From the line with "use serde_json::Value;" through the line with "pub(super) fn read_json5(layer: &str, path: &Path)", inclusive, return each line of the data below exactly and leave the rest out.

Information given START

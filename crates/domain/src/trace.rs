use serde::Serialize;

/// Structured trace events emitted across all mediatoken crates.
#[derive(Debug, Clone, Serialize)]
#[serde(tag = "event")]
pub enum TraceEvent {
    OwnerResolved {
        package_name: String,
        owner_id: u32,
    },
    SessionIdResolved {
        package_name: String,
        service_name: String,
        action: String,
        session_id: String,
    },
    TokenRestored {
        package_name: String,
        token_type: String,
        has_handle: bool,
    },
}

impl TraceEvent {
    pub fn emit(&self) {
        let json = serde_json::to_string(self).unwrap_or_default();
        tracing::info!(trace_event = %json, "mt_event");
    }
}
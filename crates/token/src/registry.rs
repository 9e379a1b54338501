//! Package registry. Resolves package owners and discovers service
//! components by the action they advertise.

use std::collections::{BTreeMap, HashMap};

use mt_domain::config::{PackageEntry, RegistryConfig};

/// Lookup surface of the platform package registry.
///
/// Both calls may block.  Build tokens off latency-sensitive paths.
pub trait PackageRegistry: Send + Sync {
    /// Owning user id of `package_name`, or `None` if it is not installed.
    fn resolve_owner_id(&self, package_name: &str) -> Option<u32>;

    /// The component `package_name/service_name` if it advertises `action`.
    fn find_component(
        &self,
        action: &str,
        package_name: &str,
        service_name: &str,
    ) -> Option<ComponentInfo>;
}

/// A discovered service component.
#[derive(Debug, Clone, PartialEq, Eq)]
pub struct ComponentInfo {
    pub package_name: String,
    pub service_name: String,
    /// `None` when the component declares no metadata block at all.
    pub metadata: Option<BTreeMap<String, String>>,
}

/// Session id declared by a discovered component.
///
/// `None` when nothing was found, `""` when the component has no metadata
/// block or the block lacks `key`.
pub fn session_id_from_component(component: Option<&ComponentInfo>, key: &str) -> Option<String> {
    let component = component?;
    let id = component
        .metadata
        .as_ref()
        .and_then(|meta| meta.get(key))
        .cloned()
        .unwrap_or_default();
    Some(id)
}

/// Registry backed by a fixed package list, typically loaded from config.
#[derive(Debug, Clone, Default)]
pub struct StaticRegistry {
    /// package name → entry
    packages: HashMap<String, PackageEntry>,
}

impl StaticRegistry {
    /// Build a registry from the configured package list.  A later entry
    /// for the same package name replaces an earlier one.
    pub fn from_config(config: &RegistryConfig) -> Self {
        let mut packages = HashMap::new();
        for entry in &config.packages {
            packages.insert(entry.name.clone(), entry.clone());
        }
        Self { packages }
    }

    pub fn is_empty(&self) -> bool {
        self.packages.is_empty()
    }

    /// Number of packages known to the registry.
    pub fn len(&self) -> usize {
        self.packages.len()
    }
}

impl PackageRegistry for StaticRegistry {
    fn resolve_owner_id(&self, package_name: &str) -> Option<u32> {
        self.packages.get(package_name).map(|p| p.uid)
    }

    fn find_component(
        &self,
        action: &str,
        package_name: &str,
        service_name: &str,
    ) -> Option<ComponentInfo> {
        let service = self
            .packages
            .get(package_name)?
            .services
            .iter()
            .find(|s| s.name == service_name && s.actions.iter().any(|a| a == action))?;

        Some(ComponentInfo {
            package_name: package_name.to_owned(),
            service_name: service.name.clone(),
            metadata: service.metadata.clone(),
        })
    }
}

Information given END
Information given START

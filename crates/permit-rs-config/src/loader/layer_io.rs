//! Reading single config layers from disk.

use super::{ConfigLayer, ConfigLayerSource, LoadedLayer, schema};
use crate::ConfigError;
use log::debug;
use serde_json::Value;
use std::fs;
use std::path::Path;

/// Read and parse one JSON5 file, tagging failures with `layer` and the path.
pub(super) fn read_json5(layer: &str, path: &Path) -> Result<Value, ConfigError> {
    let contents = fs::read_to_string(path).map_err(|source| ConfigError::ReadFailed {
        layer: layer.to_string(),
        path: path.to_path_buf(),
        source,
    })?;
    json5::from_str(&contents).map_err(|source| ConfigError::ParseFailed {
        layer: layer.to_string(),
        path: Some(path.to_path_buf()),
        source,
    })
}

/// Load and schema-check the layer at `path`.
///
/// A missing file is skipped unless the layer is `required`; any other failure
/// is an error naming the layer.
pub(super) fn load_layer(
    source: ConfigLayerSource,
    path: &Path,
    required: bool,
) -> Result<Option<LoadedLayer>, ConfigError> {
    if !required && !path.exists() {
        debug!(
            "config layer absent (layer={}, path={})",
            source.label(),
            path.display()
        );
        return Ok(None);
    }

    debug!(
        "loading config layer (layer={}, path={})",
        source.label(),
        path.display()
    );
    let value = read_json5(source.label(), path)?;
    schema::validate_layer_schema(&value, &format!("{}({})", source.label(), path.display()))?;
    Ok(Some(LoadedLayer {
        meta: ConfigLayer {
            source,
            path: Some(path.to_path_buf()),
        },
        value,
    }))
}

Information given END
Information given START

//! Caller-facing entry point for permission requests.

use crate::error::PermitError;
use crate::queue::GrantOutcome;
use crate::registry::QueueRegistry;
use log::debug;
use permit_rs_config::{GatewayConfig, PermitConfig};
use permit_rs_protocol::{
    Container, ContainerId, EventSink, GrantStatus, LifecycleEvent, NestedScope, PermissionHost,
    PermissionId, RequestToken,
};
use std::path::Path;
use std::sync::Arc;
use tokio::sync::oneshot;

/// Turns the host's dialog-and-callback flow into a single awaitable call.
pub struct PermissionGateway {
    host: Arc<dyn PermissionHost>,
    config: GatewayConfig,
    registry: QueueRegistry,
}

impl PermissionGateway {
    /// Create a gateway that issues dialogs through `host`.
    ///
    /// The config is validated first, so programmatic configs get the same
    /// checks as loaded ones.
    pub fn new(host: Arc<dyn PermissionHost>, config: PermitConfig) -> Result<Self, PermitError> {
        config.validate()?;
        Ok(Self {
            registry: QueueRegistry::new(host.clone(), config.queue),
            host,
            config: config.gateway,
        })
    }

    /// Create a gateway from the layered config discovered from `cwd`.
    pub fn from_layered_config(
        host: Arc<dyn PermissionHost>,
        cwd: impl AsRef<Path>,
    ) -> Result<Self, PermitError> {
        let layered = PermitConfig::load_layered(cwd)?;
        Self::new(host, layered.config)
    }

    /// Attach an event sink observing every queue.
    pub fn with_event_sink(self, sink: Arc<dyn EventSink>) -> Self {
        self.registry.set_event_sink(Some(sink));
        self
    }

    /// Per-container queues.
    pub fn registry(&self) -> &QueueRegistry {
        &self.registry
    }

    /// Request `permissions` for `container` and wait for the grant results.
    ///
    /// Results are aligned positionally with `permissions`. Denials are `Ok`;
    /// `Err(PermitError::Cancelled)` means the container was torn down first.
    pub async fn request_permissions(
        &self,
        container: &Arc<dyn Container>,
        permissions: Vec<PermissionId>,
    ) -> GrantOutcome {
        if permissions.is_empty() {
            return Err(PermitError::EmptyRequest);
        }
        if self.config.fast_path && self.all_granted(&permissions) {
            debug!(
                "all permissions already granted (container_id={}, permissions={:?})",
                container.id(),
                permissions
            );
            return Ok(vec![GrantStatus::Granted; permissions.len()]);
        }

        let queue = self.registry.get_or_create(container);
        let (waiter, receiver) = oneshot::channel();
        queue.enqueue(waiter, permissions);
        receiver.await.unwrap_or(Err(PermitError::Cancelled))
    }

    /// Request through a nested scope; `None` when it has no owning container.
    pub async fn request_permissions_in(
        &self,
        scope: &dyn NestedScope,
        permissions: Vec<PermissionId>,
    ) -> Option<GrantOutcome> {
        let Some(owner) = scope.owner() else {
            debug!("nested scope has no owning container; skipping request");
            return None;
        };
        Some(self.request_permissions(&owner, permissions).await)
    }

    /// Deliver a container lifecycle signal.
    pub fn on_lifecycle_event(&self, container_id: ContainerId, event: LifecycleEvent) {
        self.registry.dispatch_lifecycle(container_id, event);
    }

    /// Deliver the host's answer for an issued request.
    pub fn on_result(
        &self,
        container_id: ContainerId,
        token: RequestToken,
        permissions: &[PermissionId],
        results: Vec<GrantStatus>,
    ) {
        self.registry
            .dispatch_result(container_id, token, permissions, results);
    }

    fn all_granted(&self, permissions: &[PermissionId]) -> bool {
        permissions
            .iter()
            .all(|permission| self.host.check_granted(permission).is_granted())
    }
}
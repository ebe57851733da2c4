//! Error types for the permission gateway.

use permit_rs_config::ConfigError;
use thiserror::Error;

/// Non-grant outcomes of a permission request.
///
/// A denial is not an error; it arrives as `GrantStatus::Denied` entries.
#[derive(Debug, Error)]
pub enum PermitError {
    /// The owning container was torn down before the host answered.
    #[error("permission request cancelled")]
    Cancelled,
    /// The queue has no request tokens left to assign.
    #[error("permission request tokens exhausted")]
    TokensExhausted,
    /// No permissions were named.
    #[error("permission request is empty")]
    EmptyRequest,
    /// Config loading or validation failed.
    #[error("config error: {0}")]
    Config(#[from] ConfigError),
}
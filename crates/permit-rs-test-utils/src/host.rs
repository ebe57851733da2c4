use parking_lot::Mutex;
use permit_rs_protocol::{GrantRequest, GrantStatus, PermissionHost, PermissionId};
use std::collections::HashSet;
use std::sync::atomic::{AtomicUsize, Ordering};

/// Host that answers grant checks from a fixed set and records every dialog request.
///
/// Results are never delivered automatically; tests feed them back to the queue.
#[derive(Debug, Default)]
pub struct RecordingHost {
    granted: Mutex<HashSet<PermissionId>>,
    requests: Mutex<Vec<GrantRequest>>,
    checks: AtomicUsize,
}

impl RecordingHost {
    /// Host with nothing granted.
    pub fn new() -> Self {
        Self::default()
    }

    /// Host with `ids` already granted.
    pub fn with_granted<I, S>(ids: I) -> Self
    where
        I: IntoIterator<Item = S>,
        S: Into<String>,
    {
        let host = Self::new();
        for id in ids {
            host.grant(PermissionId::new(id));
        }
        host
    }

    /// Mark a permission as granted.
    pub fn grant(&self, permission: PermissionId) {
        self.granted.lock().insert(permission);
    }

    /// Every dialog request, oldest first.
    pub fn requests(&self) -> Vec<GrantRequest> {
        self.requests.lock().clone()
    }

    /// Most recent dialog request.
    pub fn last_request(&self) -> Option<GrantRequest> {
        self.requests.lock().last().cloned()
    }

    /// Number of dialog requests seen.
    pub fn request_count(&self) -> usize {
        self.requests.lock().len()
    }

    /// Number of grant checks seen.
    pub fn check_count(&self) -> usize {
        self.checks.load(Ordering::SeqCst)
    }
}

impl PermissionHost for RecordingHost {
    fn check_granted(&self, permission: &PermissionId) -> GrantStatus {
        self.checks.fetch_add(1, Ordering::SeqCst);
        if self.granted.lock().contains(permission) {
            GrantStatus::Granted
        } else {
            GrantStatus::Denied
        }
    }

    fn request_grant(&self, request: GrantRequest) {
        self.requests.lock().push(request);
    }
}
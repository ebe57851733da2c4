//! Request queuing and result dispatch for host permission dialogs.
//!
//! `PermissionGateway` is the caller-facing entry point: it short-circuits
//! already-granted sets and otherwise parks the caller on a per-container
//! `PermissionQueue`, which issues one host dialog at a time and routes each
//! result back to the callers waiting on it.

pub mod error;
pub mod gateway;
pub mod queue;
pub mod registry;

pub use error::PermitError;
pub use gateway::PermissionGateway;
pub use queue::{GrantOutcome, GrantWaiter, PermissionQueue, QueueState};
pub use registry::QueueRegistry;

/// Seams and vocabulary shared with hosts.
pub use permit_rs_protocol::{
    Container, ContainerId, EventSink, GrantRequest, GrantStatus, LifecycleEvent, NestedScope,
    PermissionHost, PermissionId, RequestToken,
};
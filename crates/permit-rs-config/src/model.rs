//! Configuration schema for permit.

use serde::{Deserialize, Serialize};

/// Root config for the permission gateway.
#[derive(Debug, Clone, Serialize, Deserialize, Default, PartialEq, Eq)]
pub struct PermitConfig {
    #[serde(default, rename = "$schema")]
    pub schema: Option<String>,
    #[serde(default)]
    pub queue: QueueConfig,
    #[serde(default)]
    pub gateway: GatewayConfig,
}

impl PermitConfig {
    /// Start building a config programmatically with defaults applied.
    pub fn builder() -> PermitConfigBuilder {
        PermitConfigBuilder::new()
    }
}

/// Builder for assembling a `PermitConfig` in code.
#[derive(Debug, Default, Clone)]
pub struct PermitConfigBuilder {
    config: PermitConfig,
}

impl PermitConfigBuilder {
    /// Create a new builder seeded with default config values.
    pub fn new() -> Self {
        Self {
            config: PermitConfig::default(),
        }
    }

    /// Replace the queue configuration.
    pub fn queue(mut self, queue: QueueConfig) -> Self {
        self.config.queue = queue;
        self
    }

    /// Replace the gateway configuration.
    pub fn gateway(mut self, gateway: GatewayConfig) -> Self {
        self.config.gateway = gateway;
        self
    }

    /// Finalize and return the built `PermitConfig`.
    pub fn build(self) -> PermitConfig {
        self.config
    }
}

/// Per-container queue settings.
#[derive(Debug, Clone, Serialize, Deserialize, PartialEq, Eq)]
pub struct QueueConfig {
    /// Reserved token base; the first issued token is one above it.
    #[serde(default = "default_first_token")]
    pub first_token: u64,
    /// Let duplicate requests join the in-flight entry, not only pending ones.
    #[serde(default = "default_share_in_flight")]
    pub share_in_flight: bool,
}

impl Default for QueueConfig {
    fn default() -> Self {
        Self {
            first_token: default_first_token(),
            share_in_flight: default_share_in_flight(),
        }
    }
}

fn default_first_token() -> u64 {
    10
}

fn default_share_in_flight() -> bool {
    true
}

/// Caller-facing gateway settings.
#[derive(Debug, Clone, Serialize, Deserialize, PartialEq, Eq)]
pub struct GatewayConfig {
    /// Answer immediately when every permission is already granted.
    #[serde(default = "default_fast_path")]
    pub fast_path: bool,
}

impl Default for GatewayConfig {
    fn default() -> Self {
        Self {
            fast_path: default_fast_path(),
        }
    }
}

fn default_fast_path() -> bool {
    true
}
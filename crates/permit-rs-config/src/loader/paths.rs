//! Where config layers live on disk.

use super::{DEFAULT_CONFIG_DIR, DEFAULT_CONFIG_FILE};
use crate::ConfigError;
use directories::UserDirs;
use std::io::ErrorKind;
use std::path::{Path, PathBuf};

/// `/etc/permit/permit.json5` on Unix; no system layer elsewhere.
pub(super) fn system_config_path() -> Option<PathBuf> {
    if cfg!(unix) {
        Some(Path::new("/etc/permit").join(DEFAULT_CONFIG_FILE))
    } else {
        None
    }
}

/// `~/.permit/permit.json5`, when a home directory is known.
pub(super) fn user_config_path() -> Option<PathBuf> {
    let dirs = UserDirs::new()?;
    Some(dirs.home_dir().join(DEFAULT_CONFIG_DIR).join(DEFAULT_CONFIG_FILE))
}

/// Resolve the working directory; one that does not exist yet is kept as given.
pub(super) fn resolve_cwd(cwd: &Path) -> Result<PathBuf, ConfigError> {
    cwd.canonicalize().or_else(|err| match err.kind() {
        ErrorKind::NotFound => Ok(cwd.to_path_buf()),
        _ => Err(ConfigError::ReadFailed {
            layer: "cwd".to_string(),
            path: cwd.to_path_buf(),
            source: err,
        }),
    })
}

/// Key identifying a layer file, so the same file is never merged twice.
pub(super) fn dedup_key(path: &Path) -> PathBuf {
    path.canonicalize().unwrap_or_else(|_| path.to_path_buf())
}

Information given END

## Response area
use serde_json::Value;
use std::fs;
use std::path::Path;

/// Read and parse one JSON5 file, tagging failures with `layer` and the path.
pub(super) fn read_json5(layer: &str, path: &Path) -> Result<Value, ConfigError> {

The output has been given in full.